Stored items:
▽

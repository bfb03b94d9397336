//! Crate root module declarations for the 4x4 promotion puzzle solver.
//!
//! Exposes the board and game-state model, per-piece move geometry, move
//! generation with make/undo, the exhaustive search driver, and text
//! utilities so the binary, benches, and tests can import stable paths.

pub mod errors;

pub mod game_state {
    pub mod board;
    pub mod game_state;
    pub mod puzzle_rules;
    pub mod puzzle_types;
    pub mod undo_state;
}

pub mod moves {
    pub mod bishop_moves;
    pub mod king_moves;
    pub mod knight_moves;
    pub mod pawn_moves;
    pub mod queen_moves;
    pub mod ray_trace;
    pub mod rook_moves;
}

pub mod move_generation {
    pub mod legal_move_apply;
    pub mod legal_move_generator;
    pub mod legal_move_shared;
    pub mod move_generator;
}

pub mod search {
    pub mod exhaustive_search;
    pub mod search_observer;
}

pub mod utils {
    pub mod board_diagram;
    pub mod render_game_state;
}
//! Text diagrams for 4x4 puzzle boards.
//!
//! Modelled on the board field of FEN: four ranks separated by `/`, the
//! first rank being row 0 (the promotion rank). Uppercase letters are white
//! pieces, lowercase are black (`p n b r q k`), digits `1`-`4` are runs of
//! empty cells and `x` is a blocked cell.

use crate::errors::{PuzzleError, PuzzleResult};
use crate::game_state::board::Board;
use crate::game_state::puzzle_rules::BOARD_SIZE;
use crate::game_state::puzzle_types::{Color, Piece, PieceKind, Square};

const BLOCKED_CHAR: char = 'x';

pub fn parse_diagram(diagram: &str) -> PuzzleResult<Board> {
    let ranks: Vec<&str> = diagram.trim().split('/').collect();
    if ranks.len() != BOARD_SIZE {
        return Err(invalid(format!(
            "expected {BOARD_SIZE} ranks, found {}",
            ranks.len()
        )));
    }

    let mut board = Board::empty();

    for (row, rank_str) in ranks.iter().enumerate() {
        let mut col = 0usize;

        for ch in rank_str.chars() {
            if let Some(empty_count) = ch.to_digit(10) {
                let step = empty_count as usize;
                if !(1..=BOARD_SIZE).contains(&step) {
                    return Err(invalid(format!("invalid empty-cell count '{ch}'")));
                }
                col += step;
                continue;
            }

            let square = Square::new(row as u8, col as u8)
                .ok_or_else(|| invalid(format!("rank {row} has too many cells")))?;

            if ch == BLOCKED_CHAR {
                board.set_blocked(square, true);
            } else {
                let piece = piece_from_diagram_char(ch)
                    .ok_or_else(|| invalid(format!("invalid piece character '{ch}'")))?;
                board.set_piece(square, Some(piece));
            }
            col += 1;
        }

        if col != BOARD_SIZE {
            return Err(invalid(format!(
                "rank {row} covers {col} cells instead of {BOARD_SIZE}"
            )));
        }
    }

    Ok(board)
}

pub fn generate_diagram(board: &Board) -> String {
    let mut out = String::new();

    for row in 0..BOARD_SIZE as u8 {
        let mut empty_count = 0u8;

        for col in 0..BOARD_SIZE as u8 {
            let Some(square) = Square::new(row, col) else {
                continue;
            };

            let ch = if board.is_blocked(square) {
                Some(BLOCKED_CHAR)
            } else {
                board.piece_at(square).map(piece_to_diagram_char)
            };

            match ch {
                Some(ch) => {
                    if empty_count > 0 {
                        out.push(char::from(b'0' + empty_count));
                        empty_count = 0;
                    }
                    out.push(ch);
                }
                None => empty_count += 1,
            }
        }

        if empty_count > 0 {
            out.push(char::from(b'0' + empty_count));
        }

        if (row as usize) < BOARD_SIZE - 1 {
            out.push('/');
        }
    }

    out
}

fn invalid(msg: String) -> PuzzleError {
    PuzzleError::InvalidDiagram(msg)
}

fn piece_from_diagram_char(ch: char) -> Option<Piece> {
    let color = if ch.is_ascii_uppercase() {
        Color::White
    } else if ch.is_ascii_lowercase() {
        Color::Black
    } else {
        return None;
    };

    let kind = match ch.to_ascii_lowercase() {
        'p' => PieceKind::Pawn,
        'n' => PieceKind::Knight,
        'b' => PieceKind::Bishop,
        'r' => PieceKind::Rook,
        'q' => PieceKind::Queen,
        'k' => PieceKind::King,
        _ => return None,
    };

    Some(Piece::new(color, kind))
}

fn piece_to_diagram_char(piece: Piece) -> char {
    let ch = match piece.kind {
        PieceKind::Pawn => 'p',
        PieceKind::Knight => 'n',
        PieceKind::Bishop => 'b',
        PieceKind::Rook => 'r',
        PieceKind::Queen => 'q',
        PieceKind::King => 'k',
    };

    match piece.color {
        Color::White => ch.to_ascii_uppercase(),
        Color::Black => ch,
    }
}

#[cfg(test)]
mod tests {
    use super::{generate_diagram, parse_diagram};
    use crate::errors::PuzzleError;
    use crate::game_state::puzzle_rules::{OPEN_LAYOUT_DIAGRAM, RED_SQUARES_LAYOUT_DIAGRAM};
    use crate::game_state::puzzle_types::{Piece, PieceKind, Square};

    fn sq(row: u8, col: u8) -> Square {
        Square::new(row, col).expect("test square should be on the board")
    }

    #[test]
    fn parses_mixed_pieces_and_blocked_cells() {
        let board = parse_diagram("n2Q/4/1x2/k2P").expect("diagram should parse");

        assert_eq!(board.piece_at(sq(0, 0)), Some(Piece::black(PieceKind::Knight)));
        assert_eq!(board.piece_at(sq(0, 3)), Some(Piece::white(PieceKind::Queen)));
        assert!(board.is_blocked(sq(2, 1)));
        assert_eq!(board.piece_at(sq(3, 0)), Some(Piece::black(PieceKind::King)));
        assert_eq!(board.piece_at(sq(3, 3)), Some(Piece::white(PieceKind::Pawn)));
        assert_eq!(board.pieces().count(), 4);
    }

    #[test]
    fn layouts_survive_a_generate_pass() {
        for diagram in [OPEN_LAYOUT_DIAGRAM, RED_SQUARES_LAYOUT_DIAGRAM, "n2Q/4/1x2/k2P", "4/4/4/4"] {
            let board = parse_diagram(diagram).expect("diagram should parse");
            assert_eq!(generate_diagram(&board), diagram);
        }
    }

    #[test]
    fn malformed_diagrams_are_rejected() {
        for bad in ["NNNN/BBBB/RRRR", "NNNN/BBBB/RRRR/3P/4", "NNNNN/4/4/4", "3/4/4/4", "5/4/4/4", "z3/4/4/4", "0NNNN/4/4/4"] {
            assert!(
                matches!(parse_diagram(bad), Err(PuzzleError::InvalidDiagram(_))),
                "{bad} should be rejected"
            );
        }
    }
}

△

* Task details:
Give the data back in full, exactly as written.

* Solution to the problem:
repository bfb03b94d9397336
//! Crate root module declarations for the 4x4 promotion puzzle solver.
//!
//! Exposes the board and game-state model, per-piece move geometry, move
//! generation with make/undo, the exhaustive search driver, and text
//! utilities so the binary, benches, and tests can import stable paths.

pub mod errors;

pub mod game_state {
    pub mod board;
    pub mod game_state;
    pub mod puzzle_rules;
    pub mod puzzle_types;
    pub mod undo_state;
}

pub mod moves {
    pub mod bishop_moves;
    pub mod king_moves;
    pub mod knight_moves;
    pub mod pawn_moves;
    pub mod queen_moves;
    pub mod ray_trace;
    pub mod rook_moves;
}

pub mod move_generation {
    pub mod legal_move_apply;
    pub mod legal_move_generator;
    pub mod legal_move_shared;
    pub mod move_generator;
}

pub mod search {
    pub mod exhaustive_search;
    pub mod search_observer;
}

pub mod utils {
    pub mod board_diagram;
    pub mod render_game_state;
}
//! Text diagrams for 4x4 puzzle boards.
//!
//! Modelled on the board field of FEN: four ranks separated by `/`, the
//! first rank being row 0 (the promotion rank). Uppercase letters are white
//! pieces, lowercase are black (`p n b r q k`), digits `1`-`4` are runs of
//! empty cells and `x` is a blocked cell.

use crate::errors::{PuzzleError, PuzzleResult};
use crate::game_state::board::Board;
use crate::game_state::puzzle_rules::BOARD_SIZE;
use crate::game_state::puzzle_types::{Color, Piece, PieceKind, Square};

const BLOCKED_CHAR: char = 'x';

pub fn parse_diagram(diagram: &str) -> PuzzleResult<Board> {
    let ranks: Vec<&str> = diagram.trim().split('/').collect();
    if ranks.len() != BOARD_SIZE {
        return Err(invalid(format!(
            "expected {BOARD_SIZE} ranks, found {}",
            ranks.len()
        )));
    }

    let mut board = Board::empty();

    for (row, rank_str) in ranks.iter().enumerate() {
        let mut col = 0usize;

        for ch in rank_str.chars() {
            if let Some(empty_count) = ch.to_digit(10) {
                let step = empty_count as usize;
                if !(1..=BOARD_SIZE).contains(&step) {
                    return Err(invalid(format!("invalid empty-cell count '{ch}'")));
                }
                col += step;
                continue;
            }

            let square = Square::new(row as u8, col as u8)
                .ok_or_else(|| invalid(format!("rank {row} has too many cells")))?;

            if ch == BLOCKED_CHAR {
                board.set_blocked(square, true);
            } else {
                let piece = piece_from_diagram_char(ch)
                    .ok_or_else(|| invalid(format!("invalid piece character '{ch}'")))?;
                board.set_piece(square, Some(piece));
            }
            col += 1;
        }

        if col != BOARD_SIZE {
            return Err(invalid(format!(
                "rank {row} covers {col} cells instead of {BOARD_SIZE}"
            )));
        }
    }

    Ok(board)
}

pub fn generate_diagram(board: &Board) -> String {
    let mut out = String::new();

    for row in 0..BOARD_SIZE as u8 {
        let mut empty_count = 0u8;

        for col in 0..BOARD_SIZE as u8 {
            let Some(square) = Square::new(row, col) else {
                continue;
            };

            let ch = if board.is_blocked(square) {
                Some(BLOCKED_CHAR)
            } else {
                board.piece_at(square).map(piece_to_diagram_char)
            };

            match ch {
                Some(ch) => {
                    if empty_count > 0 {
                        out.push(char::from(b'0' + empty_count));
                        empty_count = 0;
                    }
                    out.push(ch);
                }
                None => empty_count += 1,
            }
        }

        if empty_count > 0 {
            out.push(char::from(b'0' + empty_count));
        }

        if (row as usize) < BOARD_SIZE - 1 {
            out.push('/');
        }
    }

    out
}

fn invalid(msg: String) -> PuzzleError {
    PuzzleError::InvalidDiagram(msg)
}

fn piece_from_diagram_char(ch: char) -> Option<Piece> {
    let color = if ch.is_ascii_uppercase() {
        Color::White
    } else if ch.is_ascii_lowercase() {
        Color::Black
    } else {
        return None;
    };

    let kind = match ch.to_ascii_lowercase() {
        'p' => PieceKind::Pawn,
        'n' => PieceKind::Knight,
        'b' => PieceKind::Bishop,
        'r' => PieceKind::Rook,
        'q' => PieceKind::Queen,
        'k' => PieceKind::King,
        _ => return None,
    };

    Some(Piece::new(color, kind))
}

fn piece_to_diagram_char(piece: Piece) -> char {
    let ch = match piece.kind {
        PieceKind::Pawn => 'p',
        PieceKind::Knight => 'n',
        PieceKind::Bishop => 'b',
        PieceKind::Rook => 'r',
        PieceKind::Queen => 'q',
        PieceKind::King => 'k',
    };

    match piece.color {
        Color::White => ch.to_ascii_uppercase(),
        Color::Black => ch,
    }
}

#[cfg(test)]
mod tests {
    use super::{generate_diagram, parse_diagram};
    use crate::errors::PuzzleError;
    use crate::game_state::puzzle_rules::{OPEN_LAYOUT_DIAGRAM, RED_SQUARES_LAYOUT_DIAGRAM};
    use crate::game_state::puzzle_types::{Piece, PieceKind, Square};

    fn sq(row: u8, col: u8) -> Square {
        Square::new(row, col).expect("test square should be on the board")
    }

    #[test]
    fn parses_mixed_pieces_and_blocked_cells() {
        let board = parse_diagram("n2Q/4/1x2/k2P").expect("diagram should parse");

        assert_eq!(board.piece_at(sq(0, 0)), Some(Piece::black(PieceKind::Knight)));
        assert_eq!(board.piece_at(sq(0, 3)), Some(Piece::white(PieceKind::Queen)));
        assert!(board.is_blocked(sq(2, 1)));
        assert_eq!(board.piece_at(sq(3, 0)), Some(Piece::black(PieceKind::King)));
        assert_eq!(board.piece_at(sq(3, 3)), Some(Piece::white(PieceKind::Pawn)));
        assert_eq!(board.pieces().count(), 4);
    }

    #[test]
    fn layouts_survive_a_generate_pass() {
        for diagram in [OPEN_LAYOUT_DIAGRAM, RED_SQUARES_LAYOUT_DIAGRAM, "n2Q/4/1x2/k2P", "4/4/4/4"] {
            let board = parse_diagram(diagram).expect("diagram should parse");
            assert_eq!(generate_diagram(&board), diagram);
        }
    }

    #[test]
    fn malformed_diagrams_are_rejected() {
        for bad in ["NNNN/BBBB/RRRR", "NNNN/BBBB/RRRR/3P/4", "NNNNN/4/4/4", "3/4/4/4", "5/4/4/4", "z3/4/4/4", "0NNNN/4/4/4"] {
            assert!(
                matches!(parse_diagram(bad), Err(PuzzleError::InvalidDiagram(_))),
                "{bad} should be rejected"
            );
        }
    }
}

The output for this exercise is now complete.